June 10 was celebrated as the 52nd anniversary of the failed attempt by the People’s Action Movement (PAM) to overthrow the lawfully-elected government of Premier, Hon. Robert L. Bradshaw on June 10, 1967.
Citizens and residents of the twin-island Federation have remembered the failed coup as an attack on the country’s democratic institutions.
Anticipating that the coup would have been successful on Saturday June 10, 1967, The Democrat – PAM’s official mouthpiece of the same date, announced that Monday June 12, 1967 had been declared “Freedom Day.”
The June 10th event has been documented by Anguillian authors Nat Hodge and Colville Petty. In their books and other written articles on the Anguilla Revolution, they wrote that the attempt to overthrow Bradshaw on June 10, 1967, was the brainchild of Ronald Webster and a prominent Kittitian politician, Founder and Political Leader of the People’s Action Movement, Dr. William V. “Billy” Herbert Jr. Herbert is the uncle of PAM chairman, Jonel Powell.
According to their publication: “It (June 10th 1967) had two principal objectives which were interrelated: Firstly, the defence of the Anguilla Revolution.
Secondly, the overthrow of Robert Bradshaw’s government and its replacement by one sympathetic to Anguilla’s cause.
Ronald Webster, leader of the Anguilla Revolution, was fearful of an invasion from St. Kitts and reasoned that the best way of preventing it, was to attack St. Kitts before St. Kitts attacked Anguilla.
On the other hand, the sole objective of the prominent Kittitian politician was the removal of Premier Bradshaw. To this end, he thought it expedient to use the ‘armed might’ and revolutionary fervour of the Anguillian people to assist him.

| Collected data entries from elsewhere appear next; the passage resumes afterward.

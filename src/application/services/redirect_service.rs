//! Per-request decision orchestration.

use serde_json::json;
use std::sync::Arc;
use std::time::Duration;
use tracing::{debug, warn};

use crate::application::services::link_registry::LinkRegistry;
use crate::application::services::param_transformer::{
    build_destination_url, passthrough, transform,
};
use crate::application::services::target_selector::{Selection, TargetSelector};
use crate::domain::entities::{Link, Target};
use crate::error::AppError;
use crate::infrastructure::geo::GeoResolver;
use crate::infrastructure::sticky::StickyStore;

/// The resolved destination for one request.
#[derive(Debug, Clone)]
pub struct RedirectOutcome {
    /// Fully assembled destination URL, ready for the Location header.
    pub location: String,
    pub link_id: i64,
    /// `None` when the request fell back to the backup URL.
    pub target_id: Option<i64>,
    /// Country the request was classified as, for the decision log.
    pub country: Option<String>,
}

/// Computes a destination for an admitted request.
///
/// Flow: resolve the link, classify the client's country (failure reads as
/// unknown), honor the advisory link-wide ceiling, reuse the sticky
/// assignment when it is still eligible, otherwise run a fresh weighted
/// selection, and assemble the destination URL. Anything that can degrade
/// does; only resolution and store failures surface as errors.
pub struct RedirectService {
    registry: Arc<LinkRegistry>,
    selector: Arc<TargetSelector>,
    sticky: Arc<dyn StickyStore>,
    geo: Arc<dyn GeoResolver>,
    sticky_ttl: Duration,
    /// Query parameter folded into the sticky key, widening its scope from
    /// plain client IP to IP + session.
    sticky_session_param: Option<String>,
    /// Bound on a single sticky store round-trip; an elapsed timeout reads
    /// as "no assignment" rather than failing the request.
    dependency_timeout: Duration,
}

impl RedirectService {
    pub fn new(
        registry: Arc<LinkRegistry>,
        selector: Arc<TargetSelector>,
        sticky: Arc<dyn StickyStore>,
        geo: Arc<dyn GeoResolver>,
        sticky_ttl: Duration,
        sticky_session_param: Option<String>,
        dependency_timeout: Duration,
    ) -> Self {
        Self {
            registry,
            selector,
            sticky,
            geo,
            sticky_ttl,
            sticky_session_param,
            dependency_timeout,
        }
    }

    /// Resolves one request to a destination.
    ///
    /// # Errors
    ///
    /// - [`AppError::LinkNotFound`] / [`AppError::LinkInactive`] from resolution
    /// - [`AppError::NoEligibleTarget`] when the pool is exhausted and the
    ///   link has no backup URL
    /// - dependency errors from the store
    pub async fn resolve(
        &self,
        business_unit: &str,
        link_code: &str,
        client_ip: &str,
        query: &[(String, String)],
    ) -> Result<RedirectOutcome, AppError> {
        let link = self.registry.resolve(business_unit, link_code).await?;

        let country = match self.geo.country(client_ip).await {
            Ok(country) => country,
            Err(e) => {
                // Unknown country narrows eligibility to wildcard targets
                warn!("Geo lookup failed for {}: {}", client_ip, e);
                None
            }
        };

        if link.is_over_total_cap() {
            debug!(
                link_code,
                total_cap = link.total_cap,
                "Link ceiling reached, serving backup"
            );
            return self.backup_outcome(&link, query, country);
        }

        let sticky_key = self.sticky_key(client_ip, link_code, query);

        if let Some(target_id) = self.remembered_target(&sticky_key).await
            && let Some(target) = link.targets.iter().find(|t| t.id == target_id)
            && target.is_active
            && target.matches_country(country.as_deref())
            && self.selector.reserve(target).await?
        {
            self.remember(&sticky_key, target_id).await;
            return Ok(self.target_outcome(&link, target, query, country));
        }

        match self.selector.select(&link, country.as_deref()).await? {
            Selection::Target(target) => {
                self.remember(&sticky_key, target.id).await;
                Ok(self.target_outcome(&link, &target, query, country))
            }
            Selection::Backup => self.backup_outcome(&link, query, country),
        }
    }

    fn sticky_key(&self, client_ip: &str, link_code: &str, query: &[(String, String)]) -> String {
        match &self.sticky_session_param {
            Some(param) => {
                let session = query
                    .iter()
                    .find(|(k, _)| k == param)
                    .map(|(_, v)| v.as_str())
                    .unwrap_or("");
                format!("{}:{}:{}", client_ip, link_code, session)
            }
            None => format!("{}:{}", client_ip, link_code),
        }
    }

    async fn remembered_target(&self, sticky_key: &str) -> Option<i64> {
        match tokio::time::timeout(self.dependency_timeout, self.sticky.get(sticky_key)).await {
            Ok(Ok(target_id)) => target_id,
            Ok(Err(e)) => {
                warn!("Sticky lookup failed for {}: {}", sticky_key, e);
                None
            }
            Err(_) => {
                warn!("Sticky lookup timed out for {}", sticky_key);
                None
            }
        }
    }

    /// Stores or refreshes an assignment; failures only cost stickiness.
    async fn remember(&self, sticky_key: &str, target_id: i64) {
        match tokio::time::timeout(
            self.dependency_timeout,
            self.sticky.set(sticky_key, target_id, self.sticky_ttl),
        )
        .await
        {
            Ok(Ok(())) => {}
            Ok(Err(e)) => warn!("Sticky write failed for {}: {}", sticky_key, e),
            Err(_) => warn!("Sticky write timed out for {}", sticky_key),
        }
    }

    fn target_outcome(
        &self,
        link: &Link,
        target: &Target,
        query: &[(String, String)],
        country: Option<String>,
    ) -> RedirectOutcome {
        let params = transform(query, &target.param_mapping, &target.static_params);
        RedirectOutcome {
            location: build_destination_url(&target.url, &params),
            link_id: link.id,
            target_id: Some(target.id),
            country,
        }
    }

    fn backup_outcome(
        &self,
        link: &Link,
        query: &[(String, String)],
        country: Option<String>,
    ) -> Result<RedirectOutcome, AppError> {
        let Some(backup_url) = link.backup_url() else {
            return Err(AppError::no_eligible_target(
                "No targets available",
                json!({ "link_code": link.link_code }),
            ));
        };

        Ok(RedirectOutcome {
            location: build_destination_url(backup_url, &passthrough(query)),
            link_id: link.id,
            target_id: None,
            country,
        })
    }
}
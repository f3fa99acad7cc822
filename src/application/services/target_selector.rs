//! Weighted, capacity-aware target selection.

use rand::{Rng, SeedableRng, rngs::StdRng};
use std::collections::HashSet;
use std::sync::{Arc, Mutex};

use crate::domain::entities::{Link, Target};
use crate::domain::repositories::LinkRepository;
use crate::error::AppError;

/// Result of a selection pass over a link's target pool.
#[derive(Debug, Clone)]
pub enum Selection {
    /// A target was chosen and one unit of its capacity reserved.
    Target(Target),
    /// Nothing is eligible; the caller falls back to the backup URL.
    Backup,
}

/// Picks a destination among a link's eligible targets.
///
/// Eligibility filters on activity, remaining capacity, and country match;
/// the draw is a cumulative-weight walk over the eligible set in ascending
/// id order, so selection frequency converges to `weight / Σweight`. The
/// winning target's capacity is consumed through the repository's atomic
/// reservation; losing that race excludes the target and redraws, which
/// keeps `current_hits` at or under a positive cap no matter how many
/// requests run concurrently.
///
/// The random source is owned and seedable so distribution tests can run
/// reproducibly.
pub struct TargetSelector {
    repo: Arc<dyn LinkRepository>,
    rng: Mutex<StdRng>,
}

impl TargetSelector {
    /// Creates a selector with an OS-seeded random source.
    pub fn new(repo: Arc<dyn LinkRepository>) -> Self {
        Self {
            repo,
            rng: Mutex::new(StdRng::from_os_rng()),
        }
    }

    /// Creates a selector with a deterministic random source.
    pub fn with_seed(repo: Arc<dyn LinkRepository>, seed: u64) -> Self {
        Self {
            repo,
            rng: Mutex::new(StdRng::seed_from_u64(seed)),
        }
    }

    /// Selects a target for a request classified as `country`.
    ///
    /// # Errors
    ///
    /// Propagates store errors from the capacity reservation; filtering and
    /// drawing are infallible.
    pub async fn select(
        &self,
        link: &Link,
        country: Option<&str>,
    ) -> Result<Selection, AppError> {
        let mut excluded: HashSet<i64> = HashSet::new();

        loop {
            let mut eligible: Vec<&Target> = link
                .targets
                .iter()
                .filter(|t| !excluded.contains(&t.id))
                .filter(|t| t.is_eligible(country))
                .collect();
            eligible.sort_by_key(|t| t.id);

            if eligible.is_empty() {
                return Ok(Selection::Backup);
            }

            let chosen = self.pick_weighted(&eligible);

            if self.repo.reserve_target_hit(chosen.id).await? {
                return Ok(Selection::Target(chosen.clone()));
            }

            // Lost the reservation race (a concurrent request took the last
            // capacity unit), drop the target and draw again
            excluded.insert(chosen.id);
        }
    }

    /// Consumes one unit of `target`'s capacity without a new draw.
    ///
    /// Used for sticky reuse so every served redirect passes the same
    /// capacity gate as a fresh selection.
    pub async fn reserve(&self, target: &Target) -> Result<bool, AppError> {
        self.repo.reserve_target_hit(target.id).await
    }

    /// Cumulative-weight draw over `eligible`, which must be non-empty and
    /// sorted by id.
    ///
    /// A zero-weight target is unreachable while any positive weight is
    /// present; when every weight is zero the choice is uniform.
    fn pick_weighted<'a>(&self, eligible: &[&'a Target]) -> &'a Target {
        let mut rng = self.rng.lock().expect("selector rng lock poisoned");

        let total: i64 = eligible.iter().map(|t| i64::from(t.weight.max(0))).sum();
        if total == 0 {
            return eligible[rng.random_range(0..eligible.len())];
        }

        let mut draw = rng.random_range(0..total);
        for target in eligible {
            draw -= i64::from(target.weight.max(0));
            if draw < 0 {
                return target;
            }
        }

        eligible[eligible.len() - 1]
    }
}
//! Client geography lookup.
//!
//! Provides a [`GeoResolver`] trait with two implementations:
//! - [`IpApiGeoResolver`] - ip-api.com HTTP provider with an in-process cache
//! - [`DisabledGeoResolver`] - always reports the country as unknown
//!
//! A failed or disabled lookup yields `None`, which the selector treats as
//! "matches only wildcard targets" — geography problems narrow the pool,
//! they never fail the redirect.

mod disabled;
mod ip_api;

use async_trait::async_trait;
use std::fmt;

pub use disabled::DisabledGeoResolver;
pub use ip_api::IpApiGeoResolver;

/// Errors that can occur during geo lookups.
#[derive(Debug)]
pub enum GeoError {
    LookupError(String),
}

impl fmt::Display for GeoError {
    fn fmt(&self, f: &mut fmt::Formatter) -> fmt::Result {
        match self {
            Self::LookupError(e) => write!(f, "Geo lookup error: {}", e),
        }
    }
}

impl std::error::Error for GeoError {}

/// Maps a client IP to an ISO 3166-1 alpha-2 country code.
#[cfg_attr(test, mockall::automock)]
#[async_trait]
pub trait GeoResolver: Send + Sync {
    /// Resolves the country for `ip`.
    ///
    /// Returns `Ok(None)` when the provider cannot classify the address
    /// (private ranges, lookups disabled, unrecognized IP).
    ///
    /// # Errors
    ///
    /// Returns [`GeoError::LookupError`] on transport failures; callers
    /// degrade this to "country unknown".
    async fn country(&self, ip: &str) -> Result<Option<String>, GeoError>;
}
//! Read-through cached link resolution.

use serde_json::json;
use std::sync::Arc;
use std::time::Duration;
use tokio_retry::{Retry, strategy::FixedInterval};
use tracing::{debug, error};

use crate::domain::entities::Link;
use crate::domain::repositories::LinkRepository;
use crate::error::AppError;
use crate::infrastructure::cache::CacheService;
use crate::utils::code_validator::{is_valid_business_unit, is_valid_link_code};

/// Resolves `(business_unit, link_code)` to a link and its active targets.
///
/// Cache-first: a hit skips the store entirely, a miss queries the store
/// under a bounded timeout with at most two retries and then refreshes the
/// cache fire-and-forget. Control-plane edits become visible within the
/// cache TTL; the registry itself has no side effects.
pub struct LinkRegistry {
    repo: Arc<dyn LinkRepository>,
    cache: Arc<dyn CacheService>,
    cache_ttl_seconds: u64,
    dependency_timeout: Duration,
}

impl LinkRegistry {
    pub fn new(
        repo: Arc<dyn LinkRepository>,
        cache: Arc<dyn CacheService>,
        cache_ttl_seconds: u64,
        dependency_timeout: Duration,
    ) -> Self {
        Self {
            repo,
            cache,
            cache_ttl_seconds,
            dependency_timeout,
        }
    }

    /// Resolves a link, consulting the cache before the store.
    ///
    /// # Errors
    ///
    /// - [`AppError::LinkNotFound`] for malformed codes, unknown codes, or a
    ///   business unit mismatch
    /// - [`AppError::LinkInactive`] when the link has been deactivated
    /// - [`AppError::DependencyTimeout`] / [`AppError::DependencyUnavailable`]
    ///   when the store cannot be read
    pub async fn resolve(&self, business_unit: &str, link_code: &str) -> Result<Link, AppError> {
        if !is_valid_business_unit(business_unit) || !is_valid_link_code(link_code) {
            return Err(AppError::link_not_found(
                "Link not found",
                json!({ "business_unit": business_unit, "link_code": link_code }),
            ));
        }

        let cache_key = format!("{}:{}", business_unit, link_code);

        if let Ok(Some(link)) = self.cache.get_link(&cache_key).await {
            debug!("Registry cache HIT for {}", cache_key);
            return Self::check_active(link);
        }

        let strategy = FixedInterval::from_millis(50).take(2);
        let found = Retry::spawn(strategy, || async {
            match tokio::time::timeout(
                self.dependency_timeout,
                self.repo.find_by_code(business_unit, link_code),
            )
            .await
            {
                Ok(result) => result,
                Err(_) => Err(AppError::dependency_timeout(
                    "Link store did not answer",
                    json!({ "timeout_ms": self.dependency_timeout.as_millis() as u64 }),
                )),
            }
        })
        .await?;

        let Some(link) = found else {
            return Err(AppError::link_not_found(
                "Link not found",
                json!({ "business_unit": business_unit, "link_code": link_code }),
            ));
        };

        // Refresh the cache off the request path (fire-and-forget)
        let cache = self.cache.clone();
        let key = cache_key.clone();
        let snapshot = link.clone();
        let ttl = self.cache_ttl_seconds;
        tokio::spawn(async move {
            if let Err(e) = cache.set_link(&key, &snapshot, Some(ttl)).await {
                error!("Failed to cache link {}: {}", key, e);
            }
        });

        Self::check_active(link)
    }

    fn check_active(link: Link) -> Result<Link, AppError> {
        if !link.is_active {
            return Err(AppError::link_inactive(
                "Link is inactive",
                json!({ "link_code": link.link_code }),
            ));
        }
        Ok(link)
    }
}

It was not difficult for him and Webster to join forces because both of them had goals, which, they envisaged, could be accomplished by defeating their common enemy: Bradshaw.
Detailed plans for the attack were worked out in Anguilla, St. Kitts and St. Thomas, United States Virgin Islands. They were fine tuned in Anguilla.
The authors quote Clarence Rogers: “[The prominent Kittitian politician] discussed the details … with me again in Anguilla around 7th June. He came by mother’s house, in East End, between 6:30 pm and 7:00 pm, where he sat on her bed and drew a plan showing where the men should land and the places to attack.”
The plans included capturing Bradshaw and his deputy, Paul Southwell, and taking them to Anguilla; the announcement by Ruby Gumbs, over radio station ZIZ in St. Kitts, that the new Premier was the prominent Kittitian politician; the demolition of the Defence Force Camp; the capture of the Police Headquarters; the destruction of the Power Station; the blowing up of the fuel depot and the capture of the Revenue Cutter used by the Police.
Prominent Kittitian historian, the late Sir Probyn Inniss, during his feature address at an annual Service of Thanksgiving to honour fallen Labour stalwarts, said that despite the armed attack to overthrow the lawfully elected government of then Premier Robert Bradshaw, the St. Kitts-Nevis-Anguilla leader remained strong and resolute.